主子说得确实有道理,他们这样远远的跟着,能起到的保护作用确实很少。
今晚若不是那姑娘自己本事过硬,等他们赶到,谢家人的尸体都凉了。
“所以,我们换个能接近他们的身份。”
唐杉有一种不祥的预感:“比如?”
“比如,混进流放队伍里去。”
唐杉以为自己听错了:“少爷,您说什么?”
混进流放队伍?这队伍是这么好混的?
这谢家一行人虽然有十好几人,但那个不是登记造册的?还有那些衙役,他们常年在一起工作,谁不认识谁?
以什么身份混进去咱们都会被发现好不好?
真的,他家主子真的好天真无邪啊!
他都要被这份天真逗笑了呢。
沈烬可没有发现唐杉在心中吐槽他,他继续完善自己的计划。
“咱们扮成囚犯,混进谢家的队伍里。”
他甚至还给了解释。
“扮成衙役会有距离感,他们不会对我们敞开心扉。只有成为他们中的一员,同吃同住,同甘共苦,才能真正了解他们,也才能在关键时刻及时出手。”

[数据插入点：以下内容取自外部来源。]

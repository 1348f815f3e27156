//! Configuration validation logic
//!
//! This module provides validation methods for all configuration structures
//! to ensure configuration values are within acceptable ranges and formats.

use crate::config::error::ConfigError;
use crate::config::settings::{
    FileSettings, LoggerSettings, PaginationConfig, ServerConfig, Settings,
};

/// Valid log levels
const VALID_LOG_LEVELS: &[&str] = &["trace", "debug", "info", "warn", "error"];

/// Valid log formats
const VALID_LOG_FORMATS: &[&str] = &["full", "compact", "json"];

impl ServerConfig {
    /// Validate server configuration
    ///
    /// # Validation Rules
    /// - Port must be between 1 and 65535
    /// - Request timeout must be greater than 0
    pub fn validate(&self) -> Result<(), ConfigError> {
        if self.port == 0 {
            return Err(ConfigError::validation(
                "server.port",
                "Port must be between 1 and 65535. Please specify a valid port number.",
            ));
        }

        if self.request_timeout == 0 {
            return Err(ConfigError::validation(
                "server.request_timeout",
                "Request timeout must be greater than 0 seconds.",
            ));
        }

        Ok(())
    }
}

impl PaginationConfig {
    /// Validate pagination defaults and limits
    ///
    /// # Validation Rules
    /// - Max page size must be greater than 0
    /// - Default page size must be between 1 and the max page size
    /// - Default sibling count must not exceed the max sibling count
    pub fn validate(&self) -> Result<(), ConfigError> {
        if self.max_page_size == 0 {
            return Err(ConfigError::validation(
                "pagination.max_page_size",
                "Max page size must be greater than 0.",
            ));
        }

        if self.default_page_size == 0 || self.default_page_size > self.max_page_size {
            return Err(ConfigError::ValidationError {
                field: "pagination.default_page_size".to_string(),
                message: format!(
                    "Default page size ({}) must be between 1 and the max page size ({}).",
                    self.default_page_size, self.max_page_size
                ),
            });
        }

        if self.default_sibling_count > self.max_sibling_count {
            return Err(ConfigError::ValidationError {
                field: "pagination.default_sibling_count".to_string(),
                message: format!(
                    "Default sibling count ({}) cannot exceed max sibling count ({}).",
                    self.default_sibling_count, self.max_sibling_count
                ),
            });
        }

        Ok(())
    }
}

impl FileSettings {
    fn validate(&self) -> Result<(), ConfigError> {
        if self.enabled && self.path.trim().is_empty() {
            return Err(ConfigError::validation(
                "logger.file.path",
                "File path is required when file logging is enabled.",
            ));
        }

        if !VALID_LOG_FORMATS.contains(&self.format.to_lowercase().as_str()) {
            return Err(ConfigError::ValidationError {
                field: "logger.file.format".to_string(),
                message: format!(
                    "Invalid log format '{}'. Valid formats are: {}",
                    self.format,
                    VALID_LOG_FORMATS.join(", ")
                ),
            });
        }

        Ok(())
    }
}

impl LoggerSettings {
    /// Validate logger settings
    ///
    /// # Validation Rules
    /// - Log level must be one of: trace, debug, info, warn, error
    /// - If file logging is enabled, path must not be empty
    /// - Log format must be one of: full, compact, json
    pub fn validate(&self) -> Result<(), ConfigError> {
        if !VALID_LOG_LEVELS.contains(&self.level.to_lowercase().as_str()) {
            return Err(ConfigError::ValidationError {
                field: "logger.level".to_string(),
                message: format!(
                    "Invalid log level '{}'. Valid levels are: {}",
                    self.level,
                    VALID_LOG_LEVELS.join(", ")
                ),
            });
        }

        self.file.validate()?;

        Ok(())
    }
}

impl Settings {
    /// Validate all configuration settings
    ///
    /// Returns the first validation error encountered.
    pub fn validate(&self) -> Result<(), ConfigError> {
        self.server.validate()?;
        self.logger.validate()?;
        self.pagination.validate()?;
        Ok(())
    }
}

而只有了解了她们,他的书才会更加的真情实感,才会引起共鸣。
想起之前他看过的那些话本,能让他感同身受的一般都是作者本人的亲生经历。
所以他要想写出一本很厉害的书,就要自己亲身去经历这些。不然只有看的,想象的,那不过是繁花堆砌的浮沼,不切实际。
唐杉张了张嘴,发现自己竟然找不到话来反驳。
他沉默了很久,最终艰难地挤出一句:“少爷,您认真的?”
“我什么时候不认真了?”沈烬拍了拍他的肩膀。“走,跟我先进城,将陈旻留下,想办法给他们送点药过去。”
唐杉看着自家少爷已经大步流星走出去的背影,深深地叹了一口气,认命地跟了上去。
这护卫的工作,真是一天都不想干了。
老将军啊,你还是派我上战场吧,你家这祖宗我是伺候不了一点了。
林栖拄着铁锤,喘着粗气,看着最后几匹狼夹着尾巴消失在黑暗的山林深处。
危机解除,她强撑着的那口气终于泄了。
手中的铁锤哐当一声砸在地上,整个人直挺挺地往后倒去。
“表妹!”
“表姐!”
谢家儿郎们一拥而上,却在靠近她时又齐齐刹住了脚步。
没有人敢贸然触碰她。
她浑身都是血,从头发到衣摆,几乎没有一处是干净的。
他们分不清哪些是狼血,哪些是她自己的血,生怕自己的莽撞加重了她的伤势。
“爹,现在怎么办?”谢知衡的声音带着压抑不住的颤抖。
谢云思强压下心中的慌乱,快速扫视了一圈现场,沉声道:“去棚子里把给知源准备的那副担架拿来,先把栖儿抬上下山找到你们母亲和祖母,让她们给栖儿检查伤口。”
几个男丁连忙应声,手忙脚乱地抬来担架,小心翼翼地将林栖挪上去,然后抬着她,深一脚浅一脚地往山下走去。
谢老夫人一行并没有跑远。
冲出狼群包围圈后,她们在官道附近找到一处隐蔽的土坡。
所有人都缩在坡后,屏息凝神地听着山上传来的动静。
谢时安和谢时染守在队伍最外侧,每人手中紧握着一根削尖的竹竿。
她们的手在发抖,但没有人后退。
保护家人。
“快看!有人下来了!”谢时安第一个发现了山坡上晃动的人影。
“走,去看看。”
两队人马在官道上汇合。
当看到躺在担架上、浑身是血、昏迷不醒的林栖时,所有人都愣住了。
“表妹!”
“林栖!”
“这……这是怎么回事?”谢时染的声音尖利得变了调。
谢知晨喘着粗气,语速飞快。“表姐浑身是血,我们不知道她有没有受伤,不敢碰她。二姐,你快去打点水来给表姐擦干净身上,看看有没有伤口,有的话赶紧上药。”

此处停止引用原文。